Exercise details
Lines in the entries below where the word "join" shows up should each be copied.

▽

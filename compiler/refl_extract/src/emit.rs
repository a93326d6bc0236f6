//! JSON descriptors for extracted units.
//!
//! Descriptors carry names as text so they can be read without the
//! interner that produced them.

use std::path::{Component, Path, PathBuf};

use refl_ir::{RecordKind, StringInterner};
use serde::{Deserialize, Serialize};

use crate::annotation::Metadata;
use crate::units::{EnumUnit, FileUnits, MethodUnit, PropertyUnit, RecordUnit, TypeInfo, Unit};

#[derive(Clone, Debug, Default, PartialEq, Eq, Serialize, Deserialize)]
pub struct MetadataDescriptor {
    #[serde(default, skip_serializing_if = "Vec::is_empty")]
    pub flags: Vec<String>,
    #[serde(default, skip_serializing_if = "Vec::is_empty")]
    pub attributes: Vec<(String, String)>,
}

#[derive(Clone, Debug, PartialEq, Eq, Serialize, Deserialize)]
pub struct TypeDescriptor {
    pub text: String,
    #[serde(default)]
    pub is_const: bool,
    #[serde(default)]
    pub is_lvalue_ref: bool,
    #[serde(default)]
    pub is_rvalue_ref: bool,
}

#[derive(Clone, Debug, PartialEq, Eq, Serialize, Deserialize)]
pub struct PropertyDescriptor {
    pub name: String,
    #[serde(rename = "type")]
    pub ty: String,
    pub offset: u64,
    #[serde(default, skip_serializing_if = "Option::is_none")]
    pub array_len: Option<u64>,
    pub line: u32,
    #[serde(flatten)]
    pub metadata: MetadataDescriptor,
}

#[derive(Clone, Debug, PartialEq, Eq, Serialize, Deserialize)]
pub struct ArgumentDescriptor {
    pub name: String,
    #[serde(rename = "type")]
    pub ty: TypeDescriptor,
}

#[derive(Clone, Debug, PartialEq, Eq, Serialize, Deserialize)]
pub struct MethodDescriptor {
    pub name: String,
    #[serde(default)]
    pub is_static: bool,
    #[serde(default)]
    pub is_const: bool,
    pub return_type: TypeDescriptor,
    pub arguments: Vec<ArgumentDescriptor>,
    pub line: u32,
    #[serde(flatten)]
    pub metadata: MetadataDescriptor,
}

#[derive(Clone, Debug, PartialEq, Eq, Serialize, Deserialize)]
pub struct RecordDescriptor {
    pub name: String,
    pub super_types: Vec<String>,
    pub size: u64,
    pub align: u64,
    pub properties: Vec<PropertyDescriptor>,
    pub methods: Vec<MethodDescriptor>,
    pub line: u32,
    #[serde(flatten)]
    pub metadata: MetadataDescriptor,
}

#[derive(Clone, Debug, PartialEq, Eq, Serialize, Deserialize)]
pub struct EnumFieldDescriptor {
    pub name: String,
    pub value: i64,
    #[serde(flatten)]
    pub metadata: MetadataDescriptor,
}

#[derive(Clone, Debug, PartialEq, Eq, Serialize, Deserialize)]
pub struct EnumDescriptor {
    pub name: String,
    pub underlying_type: String,
    #[serde(default)]
    pub scoped: bool,
    pub fields: Vec<EnumFieldDescriptor>,
    pub line: u32,
    #[serde(flatten)]
    pub metadata: MetadataDescriptor,
}

#[derive(Clone, Debug, PartialEq, Eq, Serialize, Deserialize)]
#[serde(tag = "kind", rename_all = "snake_case")]
pub enum UnitDescriptor {
    Class(RecordDescriptor),
    Struct(RecordDescriptor),
    Enum(EnumDescriptor),
}

impl UnitDescriptor {
    pub fn name(&self) -> &str {
        match self {
            UnitDescriptor::Class(record) | UnitDescriptor::Struct(record) => &record.name,
            UnitDescriptor::Enum(enumeration) => &enumeration.name,
        }
    }
}

/// Every unit of one source file.
#[derive(Clone, Debug, PartialEq, Eq, Serialize, Deserialize)]
pub struct FileDescriptor {
    pub source: String,
    pub units: Vec<UnitDescriptor>,
}

/// Converts units to descriptors through the interner that named them.
pub struct Describer<'a> {
    interner: &'a StringInterner,
}

impl<'a> Describer<'a> {
    pub fn new(interner: &'a StringInterner) -> Self {
        Describer { interner }
    }

    fn metadata(&self, metadata: &Metadata) -> MetadataDescriptor {
        MetadataDescriptor {
            flags: metadata
                .flags
                .iter()
                .map(|flag| self.interner.to_string(*flag))
                .collect(),
            attributes: metadata
                .attributes
                .iter()
                .map(|(key, value)| (self.interner.to_string(*key), value.clone()))
                .collect(),
        }
    }

    fn ty(ty: &TypeInfo) -> TypeDescriptor {
        TypeDescriptor {
            text: ty.text.clone(),
            is_const: ty.is_const,
            is_lvalue_ref: ty.is_lvalue_ref,
            is_rvalue_ref: ty.is_rvalue_ref,
        }
    }

    fn property(&self, property: &PropertyUnit) -> PropertyDescriptor {
        PropertyDescriptor {
            name: self.interner.to_string(property.unit.name),
            ty: property.ty.clone(),
            offset: property.byte_offset,
            array_len: property.array_len,
            line: property.unit.location.line,
            metadata: self.metadata(&property.unit.metadata),
        }
    }

    fn method(&self, method: &MethodUnit) -> MethodDescriptor {
        MethodDescriptor {
            name: self.interner.to_string(method.unit.name),
            is_static: method.is_static,
            is_const: method.is_const,
            return_type: Self::ty(&method.return_type),
            arguments: method
                .arguments
                .iter()
                .map(|arg| ArgumentDescriptor {
                    name: arg.name.clone(),
                    ty: Self::ty(&arg.ty),
                })
                .collect(),
            line: method.unit.location.line,
            metadata: self.metadata(&method.unit.metadata),
        }
    }

    pub fn record(&self, record: &RecordUnit) -> UnitDescriptor {
        let descriptor = RecordDescriptor {
            name: self.interner.to_string(record.unit.name),
            super_types: record.super_types.clone(),
            size: record.size,
            align: record.align,
            properties: record.properties.iter().map(|p| self.property(p)).collect(),
            methods: record.methods.iter().map(|m| self.method(m)).collect(),
            line: record.unit.location.line,
            metadata: self.metadata(&record.unit.metadata),
        };
        match record.kind {
            RecordKind::Class => UnitDescriptor::Class(descriptor),
            RecordKind::Struct => UnitDescriptor::Struct(descriptor),
        }
    }

    pub fn enumeration(&self, enumeration: &EnumUnit) -> UnitDescriptor {
        UnitDescriptor::Enum(EnumDescriptor {
            name: self.interner.to_string(enumeration.unit.name),
            underlying_type: enumeration.underlying_type.clone(),
            scoped: enumeration.scoped,
            fields: enumeration
                .fields
                .iter()
                .map(|field| EnumFieldDescriptor {
                    name: self.interner.to_string(field.name),
                    value: field.value,
                    metadata: self.metadata(&field.metadata),
                })
                .collect(),
            line: enumeration.unit.location.line,
            metadata: self.metadata(&enumeration.unit.metadata),
        })
    }

    pub fn unit(&self, unit: &Unit) -> UnitDescriptor {
        match unit {
            Unit::Record(record) => self.record(record),
            Unit::Enum(enumeration) => self.enumeration(enumeration),
        }
    }

    /// Descriptor of a file; `source` is the content-relative path.
    pub fn file(&self, source: &str, units: &FileUnits) -> FileDescriptor {
        FileDescriptor {
            source: source.to_string(),
            units: units.units.iter().map(|u| self.unit(u)).collect(),
        }
    }
}

/// Content-relative key of `path`, with `/` separators.
pub fn relative_key(root: &Path, path: &Path) -> String {
    let relative = path.strip_prefix(root).unwrap_or(path);
    let parts: Vec<_> = relative
        .components()
        .filter_map(|component| match component {
            Component::Normal(part) => Some(part.to_string_lossy()),
            _ => None,
        })
        .collect();
    parts.join("/")
}

/// `<output>/<key with separators replaced by '_'>.json`.
pub fn descriptor_path(output_dir: &Path, key: &str) -> PathBuf {
    let flat: String = key
        .chars()
        .map(|c| if matches!(c, '/' | '\\' | ':') { '_' } else { c })
        .collect();
    output_dir.join(format!("{flat}.json"))
}

/// Pretty JSON text of a descriptor.
pub fn to_json(descriptor: &FileDescriptor) -> serde_json::Result<String> {
    serde_json::to_string_pretty(descriptor)
}

#[cfg(test)]
#[allow(
    clippy::unwrap_used,
    reason = "tests use unwrap to panic on unexpected state"
)]
mod tests;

△

Reply
    parts.join("/")
    output_dir.join(format!("{flat}.json"))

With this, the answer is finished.